Pilpres 2024
‘Serang’ Jokowi Tapi Salah Kutip Data, Anies Ditampar PDIP: DKI Amburadul Tapi Urus Kerjaan Orang
Gilbert pun mengungkit kinerja Anies Baswedan selama lima tahun memimpin Jakarta pada periode 2017-2022 lalu.
Penulis: Dionisius Arya Bima Suci | Editor: Jaisy Rahman Tohir
Laporan Wartawan TribunJakarta.com, Dionisius Arya Bima Suci
TRIBUNJAKARTA.COM, GAMBIR - Politikus PDIP Gilbert Simanjuntak mengkritik keras bakal calon presiden dari Koalisi Perubahan untuk Persatuan (KPP) Anies Baswedan yang menyerang Presiden Joko Widodo.

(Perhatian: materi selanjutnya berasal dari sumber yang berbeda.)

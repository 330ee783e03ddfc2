//! Indentation configuration for code generation.

/// Indentation style for generated code.
#[derive(Debug, Clone, Copy, PartialEq, Eq)]
pub enum Indent {
    /// Spaces with the specified width.
    Spaces(u8),
    /// Tab character.
    Tab,
}

impl Indent {
    /// 4-space indentation, the rustfmt default.
    pub const RUST: Self = Self::Spaces(4);

    /// Convert to the string representation for one indent level.
    pub fn as_str(&self) -> &'static str {
        match self {
            Self::Spaces(2) => "  ",
            Self::Spaces(8) => "        ",
            Self::Spaces(_) => "    ",
            Self::Tab => "\t",
        }
    }
}

impl Default for Indent {
    fn default() -> Self {
        Self::RUST
    }
}

#[cfg(test)]
mod tests {
    use super::*;

    #[test]
    fn test_indent_as_str() {
        assert_eq!(Indent::Spaces(2).as_str(), "  ");
        assert_eq!(Indent::RUST.as_str(), "    ");
        assert_eq!(Indent::Tab.as_str(), "\t");
    }

    #[test]
    fn test_unusual_width_falls_back_to_four() {
        assert_eq!(Indent::Spaces(3).as_str(), "    ");
    }
}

Sebagai informasi, Anies sebelumnya jadi sorotan setelah membandingkan pembangunan jalan di era Presiden Susilo Bambang Yudhoyono (SBY) dengan zaman Presiden Jokowi.
Gilbert pun mengungkit kinerja Anies Baswedan selama lima tahun memimpin Jakarta pada periode 2017-2022 lalu.
Terasa aneh kenapa malah mempersoalkan pekerjaan orang lain dengan melihat negara, sedangkan diri sendiri tidak mampu bekerja untuk sebuah kota besar,” ucapnya saat dikonfirmasi, Sabtu (27/5/2023).
Anggota Komisi B DPRD DKI Jakarta ini pun menyinggung soal kemacetan ibu kota yang kini kian parah.
Menururnya, hal itu terjadi karena salah urus di era kepemimpinan Gubernur Anies Baswedan.
“Yang dilakukan di Jakarta adalah mempersempit jalan dengan memperlebar trotoar dan mengambil jalan yang ada untuk jalur sepeda,” ujarnya.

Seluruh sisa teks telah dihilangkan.